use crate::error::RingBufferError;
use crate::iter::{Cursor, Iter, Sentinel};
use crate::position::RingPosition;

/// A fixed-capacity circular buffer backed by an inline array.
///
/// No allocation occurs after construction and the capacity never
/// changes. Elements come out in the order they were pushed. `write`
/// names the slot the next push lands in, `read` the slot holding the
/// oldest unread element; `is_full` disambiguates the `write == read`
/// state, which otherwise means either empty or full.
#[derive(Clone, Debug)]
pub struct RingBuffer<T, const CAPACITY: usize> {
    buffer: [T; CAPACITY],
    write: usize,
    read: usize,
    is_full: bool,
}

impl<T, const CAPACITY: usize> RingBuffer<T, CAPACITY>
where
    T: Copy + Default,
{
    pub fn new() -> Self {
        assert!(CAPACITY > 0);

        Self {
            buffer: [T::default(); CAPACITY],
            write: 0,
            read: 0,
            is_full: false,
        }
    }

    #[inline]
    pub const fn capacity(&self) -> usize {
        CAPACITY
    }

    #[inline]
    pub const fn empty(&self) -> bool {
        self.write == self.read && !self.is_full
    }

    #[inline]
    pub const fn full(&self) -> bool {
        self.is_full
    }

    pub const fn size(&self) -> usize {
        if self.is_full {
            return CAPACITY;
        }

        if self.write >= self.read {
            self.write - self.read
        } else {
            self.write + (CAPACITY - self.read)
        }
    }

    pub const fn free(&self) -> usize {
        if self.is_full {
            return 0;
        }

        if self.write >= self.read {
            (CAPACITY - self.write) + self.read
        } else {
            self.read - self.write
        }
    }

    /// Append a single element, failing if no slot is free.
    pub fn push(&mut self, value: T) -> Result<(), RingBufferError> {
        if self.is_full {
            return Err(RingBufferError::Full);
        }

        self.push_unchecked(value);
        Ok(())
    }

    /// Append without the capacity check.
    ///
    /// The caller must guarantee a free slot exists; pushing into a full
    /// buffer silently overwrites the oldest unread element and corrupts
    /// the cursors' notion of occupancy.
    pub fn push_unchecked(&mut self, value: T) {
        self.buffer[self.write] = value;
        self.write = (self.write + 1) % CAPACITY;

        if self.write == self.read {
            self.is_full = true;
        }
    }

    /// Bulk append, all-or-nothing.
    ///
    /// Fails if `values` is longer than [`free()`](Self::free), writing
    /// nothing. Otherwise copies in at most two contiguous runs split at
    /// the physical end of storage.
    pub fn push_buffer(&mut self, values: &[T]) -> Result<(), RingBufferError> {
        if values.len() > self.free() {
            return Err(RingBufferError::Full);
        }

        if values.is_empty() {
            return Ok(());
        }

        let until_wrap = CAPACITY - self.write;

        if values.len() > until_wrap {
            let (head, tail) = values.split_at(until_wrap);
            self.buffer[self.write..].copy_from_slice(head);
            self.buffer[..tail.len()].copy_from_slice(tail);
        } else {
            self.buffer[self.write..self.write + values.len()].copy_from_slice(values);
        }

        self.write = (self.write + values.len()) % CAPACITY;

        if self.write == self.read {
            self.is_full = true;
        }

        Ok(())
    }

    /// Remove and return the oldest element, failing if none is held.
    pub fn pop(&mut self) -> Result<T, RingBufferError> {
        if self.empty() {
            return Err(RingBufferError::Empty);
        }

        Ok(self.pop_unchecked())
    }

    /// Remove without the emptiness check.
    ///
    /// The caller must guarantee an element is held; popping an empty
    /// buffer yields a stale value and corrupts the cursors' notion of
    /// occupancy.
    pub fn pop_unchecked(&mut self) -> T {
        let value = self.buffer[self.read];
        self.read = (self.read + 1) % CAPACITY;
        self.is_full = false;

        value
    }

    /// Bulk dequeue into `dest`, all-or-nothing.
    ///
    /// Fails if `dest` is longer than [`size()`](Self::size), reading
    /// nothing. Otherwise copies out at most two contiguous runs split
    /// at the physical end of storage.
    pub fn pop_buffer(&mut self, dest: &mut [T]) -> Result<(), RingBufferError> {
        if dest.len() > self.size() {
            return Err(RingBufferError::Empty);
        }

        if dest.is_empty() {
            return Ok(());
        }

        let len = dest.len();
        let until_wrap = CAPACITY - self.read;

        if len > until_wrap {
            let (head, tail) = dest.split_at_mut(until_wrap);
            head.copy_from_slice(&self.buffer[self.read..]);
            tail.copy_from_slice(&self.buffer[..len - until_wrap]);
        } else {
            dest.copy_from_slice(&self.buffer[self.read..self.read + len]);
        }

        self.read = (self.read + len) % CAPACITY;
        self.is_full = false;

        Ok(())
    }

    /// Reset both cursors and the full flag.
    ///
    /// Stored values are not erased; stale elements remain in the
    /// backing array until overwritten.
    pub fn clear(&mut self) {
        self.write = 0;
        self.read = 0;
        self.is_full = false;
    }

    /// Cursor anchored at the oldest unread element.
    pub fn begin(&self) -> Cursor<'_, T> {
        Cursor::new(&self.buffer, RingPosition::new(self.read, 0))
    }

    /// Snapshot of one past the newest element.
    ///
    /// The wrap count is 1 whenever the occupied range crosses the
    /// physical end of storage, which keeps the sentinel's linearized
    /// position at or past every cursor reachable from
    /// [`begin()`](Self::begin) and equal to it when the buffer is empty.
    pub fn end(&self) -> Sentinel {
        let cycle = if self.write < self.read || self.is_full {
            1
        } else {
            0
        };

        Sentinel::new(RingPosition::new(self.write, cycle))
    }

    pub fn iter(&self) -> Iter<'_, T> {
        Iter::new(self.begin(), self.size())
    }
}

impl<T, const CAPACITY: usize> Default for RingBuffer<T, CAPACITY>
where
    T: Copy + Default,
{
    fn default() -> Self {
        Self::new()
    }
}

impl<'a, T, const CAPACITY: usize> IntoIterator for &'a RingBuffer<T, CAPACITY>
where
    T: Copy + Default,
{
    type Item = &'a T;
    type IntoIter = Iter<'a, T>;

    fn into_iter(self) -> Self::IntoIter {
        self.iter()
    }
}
#####
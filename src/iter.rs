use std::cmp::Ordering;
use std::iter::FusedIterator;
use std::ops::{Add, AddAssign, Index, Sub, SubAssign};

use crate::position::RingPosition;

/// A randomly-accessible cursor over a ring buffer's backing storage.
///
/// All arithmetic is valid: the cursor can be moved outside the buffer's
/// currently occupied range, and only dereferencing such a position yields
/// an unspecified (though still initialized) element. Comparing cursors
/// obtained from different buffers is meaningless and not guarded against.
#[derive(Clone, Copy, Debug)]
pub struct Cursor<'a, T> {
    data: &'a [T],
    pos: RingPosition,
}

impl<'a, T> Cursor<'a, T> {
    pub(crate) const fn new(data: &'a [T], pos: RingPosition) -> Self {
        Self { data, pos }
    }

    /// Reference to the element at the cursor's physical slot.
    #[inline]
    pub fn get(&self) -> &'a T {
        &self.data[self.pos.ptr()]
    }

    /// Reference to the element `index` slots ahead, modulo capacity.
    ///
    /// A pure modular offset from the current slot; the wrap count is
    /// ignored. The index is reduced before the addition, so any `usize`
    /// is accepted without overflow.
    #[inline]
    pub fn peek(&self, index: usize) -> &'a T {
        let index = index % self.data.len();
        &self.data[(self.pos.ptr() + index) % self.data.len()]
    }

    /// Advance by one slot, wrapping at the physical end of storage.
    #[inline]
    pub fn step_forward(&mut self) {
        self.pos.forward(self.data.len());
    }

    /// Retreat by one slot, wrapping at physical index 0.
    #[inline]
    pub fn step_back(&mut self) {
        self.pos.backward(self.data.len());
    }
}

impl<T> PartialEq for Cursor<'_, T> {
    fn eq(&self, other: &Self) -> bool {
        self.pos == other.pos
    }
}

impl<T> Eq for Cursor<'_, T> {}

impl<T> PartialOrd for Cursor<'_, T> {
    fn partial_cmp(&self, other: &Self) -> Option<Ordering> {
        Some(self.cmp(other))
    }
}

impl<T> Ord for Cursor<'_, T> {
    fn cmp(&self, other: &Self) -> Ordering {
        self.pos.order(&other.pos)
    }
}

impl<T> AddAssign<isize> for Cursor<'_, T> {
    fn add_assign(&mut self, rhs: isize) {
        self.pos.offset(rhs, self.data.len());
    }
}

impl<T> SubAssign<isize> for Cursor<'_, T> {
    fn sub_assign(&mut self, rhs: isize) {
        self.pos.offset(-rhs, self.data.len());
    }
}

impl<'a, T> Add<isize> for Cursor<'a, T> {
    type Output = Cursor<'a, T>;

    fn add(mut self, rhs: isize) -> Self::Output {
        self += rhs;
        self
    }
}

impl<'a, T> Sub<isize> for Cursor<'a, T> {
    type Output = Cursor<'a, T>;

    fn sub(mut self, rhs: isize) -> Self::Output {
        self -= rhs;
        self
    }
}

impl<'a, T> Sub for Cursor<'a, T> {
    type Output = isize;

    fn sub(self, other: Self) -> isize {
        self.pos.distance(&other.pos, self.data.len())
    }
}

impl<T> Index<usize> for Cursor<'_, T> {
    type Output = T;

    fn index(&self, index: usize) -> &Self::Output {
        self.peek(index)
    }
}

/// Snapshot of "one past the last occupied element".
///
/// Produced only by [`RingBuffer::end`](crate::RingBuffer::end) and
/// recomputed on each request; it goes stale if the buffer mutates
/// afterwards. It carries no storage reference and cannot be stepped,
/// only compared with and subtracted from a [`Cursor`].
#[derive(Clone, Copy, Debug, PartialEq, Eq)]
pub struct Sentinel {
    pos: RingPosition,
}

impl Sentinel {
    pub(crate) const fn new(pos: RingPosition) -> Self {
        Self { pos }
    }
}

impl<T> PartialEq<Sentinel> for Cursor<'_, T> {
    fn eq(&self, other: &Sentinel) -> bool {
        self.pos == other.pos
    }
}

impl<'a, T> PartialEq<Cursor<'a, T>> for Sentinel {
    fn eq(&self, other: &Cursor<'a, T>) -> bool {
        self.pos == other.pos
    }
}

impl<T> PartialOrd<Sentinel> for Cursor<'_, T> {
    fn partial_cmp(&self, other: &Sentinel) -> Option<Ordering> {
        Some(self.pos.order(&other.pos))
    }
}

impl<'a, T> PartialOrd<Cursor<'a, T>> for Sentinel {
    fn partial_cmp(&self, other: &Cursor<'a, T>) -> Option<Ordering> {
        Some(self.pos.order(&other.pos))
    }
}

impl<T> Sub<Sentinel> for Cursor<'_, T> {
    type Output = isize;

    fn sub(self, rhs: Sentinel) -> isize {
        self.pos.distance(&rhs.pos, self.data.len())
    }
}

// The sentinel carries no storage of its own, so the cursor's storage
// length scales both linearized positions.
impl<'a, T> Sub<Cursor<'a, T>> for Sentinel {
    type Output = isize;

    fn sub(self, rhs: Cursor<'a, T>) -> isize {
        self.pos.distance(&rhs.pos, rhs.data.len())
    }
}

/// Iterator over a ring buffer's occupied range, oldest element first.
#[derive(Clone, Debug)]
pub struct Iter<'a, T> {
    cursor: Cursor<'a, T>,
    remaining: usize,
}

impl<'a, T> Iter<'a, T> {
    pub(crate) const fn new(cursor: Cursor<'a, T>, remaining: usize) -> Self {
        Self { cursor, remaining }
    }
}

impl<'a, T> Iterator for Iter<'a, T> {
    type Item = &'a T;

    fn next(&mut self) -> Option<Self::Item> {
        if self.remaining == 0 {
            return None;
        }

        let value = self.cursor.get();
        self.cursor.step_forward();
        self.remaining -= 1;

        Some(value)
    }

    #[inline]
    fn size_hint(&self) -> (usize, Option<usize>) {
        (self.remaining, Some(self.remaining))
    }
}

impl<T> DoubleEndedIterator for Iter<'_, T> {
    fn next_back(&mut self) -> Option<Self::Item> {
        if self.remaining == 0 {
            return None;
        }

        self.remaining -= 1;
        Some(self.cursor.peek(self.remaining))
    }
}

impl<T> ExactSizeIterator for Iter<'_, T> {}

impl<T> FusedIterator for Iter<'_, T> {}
#####
(TASK TO COMPLETE): For every line of the material that holds the word "occupied", make a copy.

(SOLUTION FOR THIS EXERCISE):
    /// The wrap count is 1 whenever the occupied range crosses the
/// currently occupied range, and only dereferencing such a position yields
/// Snapshot of "one past the last occupied element".
/// Iterator over a ring buffer's occupied range, oldest element first.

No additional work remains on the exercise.